Fueron sus piernas las que primero captaron su atención.
Una falda acampanada ajustada a su cintura, con un largo que apenas cubría sus muslos.
Piernas que parecían no acabar nunca.
También parecían poder envolver su cintura dos veces.
Un poco más arriba, y su estómago desnudo apareció en toda su gloriosa planitud.
Subió aún más, y la camisa corta sin mangas abrazaba su pecho muy bien.
Por último, sus ojos se posaron en su rostro.
El más lujoso de todos sus atributos.
Su corazón se aceleró cuando vio su cabello recogido, que daba la oportunidad para que su rostro brillara.

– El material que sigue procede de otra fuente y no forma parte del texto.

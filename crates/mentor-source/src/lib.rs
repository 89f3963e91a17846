//! Mentor Source
//!
//! View data model of the mentor dashboard and [`MockDataSource`], the
//! simulated backend the query cache reads through.
//!
//! Every resource is addressed by a [`QueryKey`](mentor_query::QueryKey)
//! built from [`keys`]; every value is a [`ViewData`] variant. Write payloads
//! arrive as JSON and are decoded into typed requests at this boundary.

#![warn(unreachable_pub)]
#![allow(missing_docs)] // record fields mirror the API schema

pub mod generate;
pub mod mock;
pub mod model;
pub mod view;

pub use mock::{base_latency, MockDataSource, MAX_LATENCY_SCALE};
pub use model::{
    Analytics, ChecklistItem, CohortKpis, EarningKind, EarningRecord, Earnings, EarningsSummary,
    GapMapStage, IndividualMetrics, Mentee, Message, MessageThread, MonthlyTrend, NewSession,
    Overview, ParseEnumError, Payout, PayoutStatus, Priority, QueueCounts, Resource, ResourceKind,
    RiskLevel, SenderType, Session, SessionStatus, SessionType, Task, TaskStatus,
    TaskStatusChange, TaskStatusUpdate, TaskType, Thread,
};
pub use view::{keys, operations, resources, ViewData};
impl<S: DataSource> OptimisticHold<S> {
    /// Write succeeded; keep the optimistic value until invalidation
    pub(crate) fn confirm(mut self) {
        if self.snapshot.take().is_some() {
            self.cache.release(&self.key, Release::Confirmed);
        }
    }

    /// Write failed; restore the exact pre-transform entry
    pub(crate) fn roll_back(mut self) {
        if let Some(snapshot) = self.snapshot.take() {
            self.cache.release(&self.key, Release::RolledBack(snapshot));
        }
    }
}

impl<S: DataSource> Drop for OptimisticHold<S> {
    fn drop(&mut self) {
        if let Some(snapshot) = self.snapshot.take() {
            self.cache.release(&self.key, Release::Abandoned(snapshot));
        }
    }
}

impl<S: DataSource> fmt::Debug for OptimisticHold<S> {
    fn fmt(&self, f: &mut fmt::Formatter<'_>) -> fmt::Result {
        f.debug_struct("OptimisticHold")
            .field("key", &self.key)
            .field("held", &self.snapshot.is_some())
            .finish_non_exhaustive()
    }
}

/// Registration of interest in one key
///
/// Unsubscribes on drop. The entry itself stays cached.
pub struct Subscription {
    key: QueryKey,
    unsubscribe: Option<Box<dyn FnOnce() + Send + Sync>>,
}

impl Subscription {
    /// Key this subscription watches
    #[inline]
    #[must_use]
    pub fn key(&self) -> &QueryKey {
        &self.key
    }

    /// Unsubscribe now
    pub fn unsubscribe(mut self) {
        if let Some(unsubscribe) = self.unsubscribe.take() {
            unsubscribe();
        }
    }
}

impl Drop for Subscription {
    fn drop(&mut self) {
        if let Some(unsubscribe) = self.unsubscribe.take() {
            unsubscribe();
        }
    }
}

impl fmt::Debug for Subscription {
    fn fmt(&self, f: &mut fmt::Formatter<'_>) -> fmt::Result {
        f.debug_struct("Subscription")
            .field("key", &self.key)
            .finish_non_exhaustive()
    }
}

—¿Le pediste a tu perro que me arrastrara aquí, solo para mirarme de forma extraña?
—preguntó, sintiéndose desnuda bajo su mirada escrutadora.
Ares parpadeó, volviendo a sus sentidos.
Por un momento, había sentido como si estuviera en un crucero de estudio.
Cada parte de su cuerpo, un monumento que la gente debería pagar por ver.
Entendía por qué era el activo más valioso de Hades.
De alguna manera, él también quería hacerla suya.
—Tengo algo para ti —dijo finalmente.
—¿Un orgasmo?
El pensamiento resonó en su cabeza, haciendo que se congelara.
Rezó con fuerza para que la pregunta solo estuviera en su mente, y no la hubiera dicho tontamente en voz alta.
—¿No quieres saber qué es?
—preguntó él.
Ella dejó escapar el aliento que estaba conteniendo, y encontró una manera de respirar correctamente de nuevo.
—¿Qué es?
—preguntó, con más confianza de la que sentía.
—Una carta del Rey de Bagdad —respondió, y estudió cuidadosamente su rostro para ver su reacción.
Se complació con la indiferencia que vio en su rostro.
Tan complacido, que no deseaba nada más que darle una recompensa.
Lentamente, se puso de pie y se acercó a ella.